Palazzoni popolari, insediamenti urbani risalenti all’epoca del “vecchio leone” di Cosenza, l’indimenticato ex ministro socialista Giacomo Mancini, materiale creatore della città più laica -diciamo- di tutta la Calabria. Non tutte le creazioni, naturalmente, riescono perfette (di quelle ce n’è solo una) tant’è che l’insediamento di una comunità rom proprio nei paraggi della chiesa e della statua, per giunta in una strada senza uscita, si è già trasformata in enclave inviolabile. Un tempo c’è stato un padre gesuita a tentare l’impossibile, oggi è andato via e si fa quel che si può.
Il parroco della chiesa è muto, non dice nulla sulle lacrime, così il vice parroco e pure quello che c’era prima, don Giancarlo Gatto, ora cappellano del carcere, colui che favorì la nascita in loco di due comunità neocatecumenali, oggi divenute sette. Un humus propizio per la diffusione della fede, compito non facile. Si tratta adesso di capire come incastrarvi il fenomeno di quest’ultima lacrimazione.
Ecco in quale contesto nasce questo nuovo fenomeno in una terra, la Calabria, alle prese con problemi di tenuta sociale e di ordine pubblico derivanti -anche- da forme di religiosità popolare di antichissima tradizione, di cui pure si è discusso a livello nazionale recentemente a causa delle stravaganti interpretazioni delle dinamiche di alcune processioni. Come è successo ad Oppido Mamertina con il famoso “inchino” della statua della Madonna dinanzi alla casa di un vecchio boss ai domiciliari. Episodio da cui sarebbe perfino scaturita un’inchiesta della Dda di Reggio Calabria (ci sono 25 indagati tra i portatori della statua): siamo pur sempre in Italia. E ci sarebbe anche qualcuno vicino alla Chiesa che azzarda l’ipotesi che il pianto della statua di San Francesco sia dovuto proprio alle condizioni in cui si trova la Chiesa stessa.

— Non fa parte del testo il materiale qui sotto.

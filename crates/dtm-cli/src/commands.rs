//! Command handlers. Each one applies a single intent to the engine and
//! writes its report to `out`.

use std::io::Write;
use std::path::{Path, PathBuf};

use anyhow::{Context, Result, anyhow, bail};
use tracing::{debug, info_span};

use dtm_core::{
    AddRowError, CommitOutcome, NewRowForm, Notification, SortDirection, SortSpec, TableEngine,
};
use dtm_ingest::export_file_name;
use dtm_model::{Column, ID, RowId, is_default_column};

use crate::cli::{AddRowArgs, ColumnsCommand, Command, EditArgs, ShowArgs};
use crate::summary::{columns_table, notification_line, paging_line, projection_table, summary_line};

/// Run one command, then report queued notifications.
///
/// Returns `Ok(false)` when the intent was rejected or an error notification
/// was raised; `Err` is reserved for bad arguments and output failures.
pub fn execute(command: &Command, engine: &mut TableEngine, out: &mut dyn Write) -> Result<bool> {
    let succeeded = match command {
        Command::Show(args) => run_show(args, engine, out)?,
        Command::AddRow(args) => run_add_row(args, engine, out)?,
        Command::DeleteRow { id } => run_delete_row(id, engine, out)?,
        Command::Edit(args) => run_edit(args, engine, out)?,
        Command::Columns(command) => run_columns(command, engine, out)?,
        Command::Import { file } => run_import(file, engine),
        Command::Export { output } => run_export(output.as_deref(), engine, out)?,
    };

    let notifications = engine.take_notifications();
    for notification in &notifications {
        writeln!(out, "{}", notification_line(notification)).context("write output")?;
    }
    out.flush().context("flush output")?;
    Ok(succeeded && !notifications.iter().any(Notification::is_error))
}

fn run_show(args: &ShowArgs, engine: &mut TableEngine, out: &mut dyn Write) -> Result<bool> {
    if let Some(query) = &args.search {
        engine.set_search(query.clone());
    }
    if let Some(sort) = &args.sort {
        let column = resolve_column(engine.columns(), sort)
            .ok_or_else(|| anyhow!("unknown column '{sort}'"))?;
        let direction = if args.desc {
            SortDirection::Descending
        } else {
            SortDirection::Ascending
        };
        engine.set_sort(Some(SortSpec { column, direction }));
    }
    engine.set_page(args.page - 1);

    let projection = engine.projection();
    if projection.page_count > 0 && projection.page >= projection.page_count {
        bail!(
            "page {} is past the end (the table has {} pages)",
            args.page,
            projection.page_count
        );
    }
    let table = projection_table(&projection, engine.columns());
    writeln!(out, "{table}")?;
    writeln!(out, "{}", paging_line(&projection))?;
    writeln!(out, "{}", summary_line(&engine.summary()))?;
    Ok(true)
}

fn run_add_row(args: &AddRowArgs, engine: &mut TableEngine, out: &mut dyn Write) -> Result<bool> {
    let mut form = NewRowForm::new(&args.name, &args.email, &args.age).with_role(&args.role);
    for assignment in &args.fields {
        let (column, value) = parse_assignment(assignment)?;
        if is_default_column(&column) || engine.state().column(&column).is_none() {
            bail!("'{column}' is not a custom column; use the dedicated flag or add the column first");
        }
        form = form.with_field(column, value);
    }

    match engine.add_row(&form) {
        Ok(id) => {
            writeln!(out, "Added row {id}")?;
            Ok(true)
        }
        Err(AddRowError::Invalid(errors)) => {
            for (field, message) in errors {
                writeln!(out, "{field}: {message}")?;
            }
            Ok(false)
        }
        Err(err) => Err(err.into()),
    }
}

fn run_delete_row(id: &str, engine: &mut TableEngine, out: &mut dyn Write) -> Result<bool> {
    let id = RowId::new(id)?;
    if engine.delete_row(&id) {
        writeln!(out, "Deleted row {id}")?;
        Ok(true)
    } else {
        writeln!(out, "No row with id '{id}'")?;
        Ok(false)
    }
}

fn run_edit(args: &EditArgs, engine: &mut TableEngine, out: &mut dyn Write) -> Result<bool> {
    let id = RowId::new(args.id.as_str())?;
    let assignments = args
        .set
        .iter()
        .map(|assignment| parse_assignment(assignment))
        .collect::<Result<Vec<_>>>()?;
    for (column, _) in &assignments {
        if column != ID && engine.state().column(column).is_none() {
            bail!("unknown column '{column}'");
        }
    }

    let span = info_span!("edit", row_id = %id);
    let _guard = span.enter();
    if !engine.begin_edit(&id) {
        writeln!(out, "No row with id '{id}'")?;
        return Ok(false);
    }
    for (column, value) in &assignments {
        engine
            .edit_field(&id, column, value)
            .with_context(|| format!("edit field '{column}'"))?;
    }

    match engine.commit(&id) {
        CommitOutcome::Committed(_) => {
            writeln!(out, "Updated row {id}")?;
            Ok(true)
        }
        CommitOutcome::Rejected { failures } => {
            debug!(failures, "edit rejected");
            for (column, message) in engine.validation_errors().for_row(&id) {
                writeln!(out, "{column}: {message}")?;
            }
            engine.cancel(&id);
            Ok(false)
        }
        CommitOutcome::NothingToCommit => Ok(false),
    }
}

fn run_columns(
    command: &ColumnsCommand,
    engine: &mut TableEngine,
    out: &mut dyn Write,
) -> Result<bool> {
    match command {
        ColumnsCommand::List => {
            writeln!(out, "{}", columns_table(engine.columns()))?;
        }
        ColumnsCommand::Add { label } => {
            let id = engine.add_column(label)?;
            writeln!(out, "Added column '{id}'")?;
        }
        ColumnsCommand::Delete { id } => {
            if !engine.delete_column(id)? {
                writeln!(out, "No column with id '{id}'")?;
                return Ok(false);
            }
            writeln!(out, "Deleted column '{id}'")?;
        }
        ColumnsCommand::Toggle { id } => match engine.toggle_column(id) {
            Some(visible) => {
                let state = if visible { "visible" } else { "hidden" };
                writeln!(out, "Column '{id}' is now {state}")?;
            }
            None => {
                writeln!(out, "No column with id '{id}'")?;
                return Ok(false);
            }
        },
        ColumnsCommand::Rename { id, label } => {
            engine.relabel_column(id, label)?;
            writeln!(out, "Column '{id}' is now labeled '{label}'")?;
        }
        ColumnsCommand::Move { from, to } => {
            let (Some(from_index), Some(to_index)) = (from.checked_sub(1), to.checked_sub(1))
            else {
                bail!("column positions start at 1");
            };
            engine.move_column(from_index, to_index)?;
            writeln!(out, "{}", columns_table(engine.columns()))?;
        }
    }
    Ok(true)
}

fn run_import(file: &Path, engine: &mut TableEngine) -> bool {
    engine.import_file(file).is_ok()
}

fn run_export(output: Option<&Path>, engine: &mut TableEngine, out: &mut dyn Write) -> Result<bool> {
    let path = output.map_or_else(|| PathBuf::from(export_file_name()), Path::to_path_buf);
    if engine.export_file(&path).is_err() {
        return Ok(false);
    }
    writeln!(out, "Wrote {}", path.display())?;
    Ok(true)
}

/// Split `COLUMN=VALUE` at the first `=`. The value may be empty.
pub fn parse_assignment(raw: &str) -> Result<(String, String)> {
    let (column, value) = raw
        .split_once('=')
        .ok_or_else(|| anyhow!("expected COLUMN=VALUE, got '{raw}'"))?;
    let column = column.trim();
    if column.is_empty() {
        bail!("missing column name in '{raw}'");
    }
    Ok((column.to_string(), value.to_string()))
}

/// Find a column by id, or by label ignoring case.
fn resolve_column(columns: &[Column], name: &str) -> Option<String> {
    columns
        .iter()
        .find(|column| column.id == name)
        .or_else(|| {
            columns
                .iter()
                .find(|column| column.label.eq_ignore_ascii_case(name))
        })
        .map(|column| column.id.clone())
}
//! Error types for CSV import and export.

use std::path::PathBuf;
use thiserror::Error;

use dtm_model::ModelError;

/// Errors that can occur while reading or writing CSV.
#[derive(Debug, Error)]
pub enum IngestError {
    // === File System Errors ===
    /// Failed to read file.
    #[error("failed to read file {path}: {source}")]
    FileRead {
        path: PathBuf,
        #[source]
        source: std::io::Error,
    },

    /// Failed to write file.
    #[error("failed to write file {path}: {source}")]
    FileWrite {
        path: PathBuf,
        #[source]
        source: std::io::Error,
    },

    // === CSV Parsing Errors ===
    /// Malformed CSV.
    #[error("failed to parse CSV at line {line}: {message}")]
    CsvParse { line: u64, message: String },

    /// Input has no header row.
    #[error("CSV input is empty")]
    EmptyCsv,

    /// Header row is present but has no usable names.
    #[error("could not detect header row")]
    NoHeaderDetected,

    // === Import Errors ===
    /// Two imported records carry the same id.
    #[error("duplicate row id '{id}' in imported data")]
    DuplicateId { id: String },

    /// Record could not be turned into a row.
    #[error(transparent)]
    Model(#[from] ModelError),

    // === Serialization Errors ===
    #[error("failed to write CSV: {message}")]
    CsvWrite { message: String },
}

impl IngestError {
    /// Message suitable for a transient notification.
    pub fn user_message(&self) -> String {
        match self {
            Self::FileRead { .. } => "Failed to read CSV file.".to_string(),
            Self::FileWrite { path, .. } => {
                format!("Failed to write export file {}.", path.display())
            }
            Self::CsvParse { .. } | Self::EmptyCsv | Self::NoHeaderDetected => {
                "Failed to parse CSV file. Please check the format.".to_string()
            }
            Self::DuplicateId { id } => {
                format!("Failed to import CSV file: row id '{id}' appears more than once.")
            }
            Self::Model(err) => format!("Failed to import CSV file: {err}."),
            Self::CsvWrite { .. } => "Failed to export CSV file.".to_string(),
        }
    }
}

impl From<csv::Error> for IngestError {
    fn from(err: csv::Error) -> Self {
        let line = err.position().map(csv::Position::line).unwrap_or(0);
        Self::CsvParse {
            line,
            message: err.to_string(),
        }
    }
}

/// Result type for ingestion operations.
pub type Result<T> = std::result::Result<T, IngestError>;
//! CLI library components for the data table editor.

pub mod cli;
pub mod commands;
pub mod logging;
pub mod summary;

Adesso c’è chi grida al nuovo “miracolo cosentino” perché non c’è stato solo San Francesco di Paola a piangere nelle ultime ore. A Piane Crati, paesino della provincia con circa 1500 abitanti, la Madonna di Medjugorie pare abbia versato altre lacrime. Se n’è accorto un gruppo di giovani che passavano per la piazzetta del paese dove è sistemata la statua. Anche qui sono in corso indagini ed approfondimenti ma qualcuno avrebbe già fatto sapere che si sarebbe trattato di effetti del maltempo. Voci su voci. Non va sottaciuta la particolarità dell’inspiegabile guarigione di un abitante del posto, ex paralitico ora guarito dopo un viaggio proprio a Medjugorje. C’è da attendere ma la verità, prima o poi, la conosceremo. Qualunque essa sia.